On Friday, Standard & Poor’s reviews Hungary’s sovereign debt ratings. This is the second review date of the Hungarian sovereign rating this year in the International Credit Rating Schedule. According to London financial analysts, there is a good chance that the company will improve the outlook for the Hungarian debt rating positively.
Upgraded the long foreign exchange rate
In its first review on March 20, this year, Good Finance upgraded the long foreign exchange rate in foreign currency and forint by one step to a “BB plus” in a relatively unusual way in international credit rating practice, without improving the positive outlook that has been in place since then. Hungarian sovereign debt.

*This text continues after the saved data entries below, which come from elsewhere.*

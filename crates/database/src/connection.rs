use crate::error::DbError;
use configuration::DatabaseSettings;
use sqlx::postgres::{PgConnectOptions, PgPoolOptions};
use sqlx::PgPool;

/// Builds the connection options from the configured coordinates.
///
/// Every session gets a server-side `statement_timeout`, so a stuck write
/// cannot hang the run.
pub fn connect_options(settings: &DatabaseSettings) -> PgConnectOptions {
    let options = PgConnectOptions::new()
        .host(&settings.host)
        .port(settings.port)
        .database(&settings.database)
        .username(&settings.user)
        .options([(
            "statement_timeout",
            settings.statement_timeout().as_millis().to_string(),
        )]);

    match &settings.password {
        Some(password) => options.password(password),
        None => options,
    }
}

/// Establishes a connection pool to the PostgreSQL database.
///
/// The pool is small and meant to live for a single pipeline run; callers
/// close it when the run ends.
pub async fn connect(settings: &DatabaseSettings) -> Result<PgPool, DbError> {
    let pool = PgPoolOptions::new()
        .max_connections(settings.max_connections)
        .acquire_timeout(settings.acquire_timeout())
        .connect_with(connect_options(settings))
        .await
        .map_err(DbError::ConnectionError)?;

    tracing::debug!(host = %settings.host, port = settings.port, database = %settings.database, "Database pool opened.");
    Ok(pool)
}
use thiserror::Error;

#[derive(Error, Debug)]
pub enum ApiError {
    #[error("Failed to build the HTTP client: {0}")]
    ClientBuild(#[from] reqwest::Error),
}

/// Reasons a fetched payload could not be turned into quote rows.
#[derive(Error, Debug, Clone, PartialEq)]
pub enum ParseError {
    #[error("The response body is not a JSON object.")]
    NotAnObject,

    #[error("Unexpected format: no key containing '{0}' found.")]
    MissingSeries(String),

    #[error("The time series under '{0}' is not a JSON object.")]
    MalformedSeries(String),

    #[error("The entry for '{0}' is not a JSON object.")]
    MalformedEntry(String),

    #[error("Invalid date key '{0}', expected YYYY-MM-DD.")]
    InvalidDate(String),

    #[error("Parsed row for {0} is invalid: {1}")]
    InvalidRow(String, core_types::CoreError),
}
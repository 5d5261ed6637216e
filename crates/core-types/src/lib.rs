pub mod error;
pub mod structs;

// Re-export the core types to provide a clean public API.
pub use error::CoreError;
pub use structs::QuoteRow;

Prior to the March upgrade, Good Finance maintained the lowest rating for Hungary: the long-term Hungarian sovereign debt rating for this company was “BB”, two grades lower than the baseline of the investment recommendation band, and one lower for the other two major rating agencies, Moody’s Investors Service. and the sovereign Hungarian rating of Fitch Ratings.
Standard & Poor’s upgraded its rating in March to the Hungarian sovereign rating level for all three credit rating agencies.
Standard & Poor’s may not announce any further changes by Friday’s review date.
Imposed following the global financial crisis
Unless there is an extraordinary development that the European Union has imposed following the global financial crisis, credit rating agencies will only be able to carry out debt rating steps on EU sovereign debtors at predetermined dates that they will submit to Brussels. However, the regulation does not oblige companies to actually change the schedule or schedule of sovereign EU debtors on scheduled days.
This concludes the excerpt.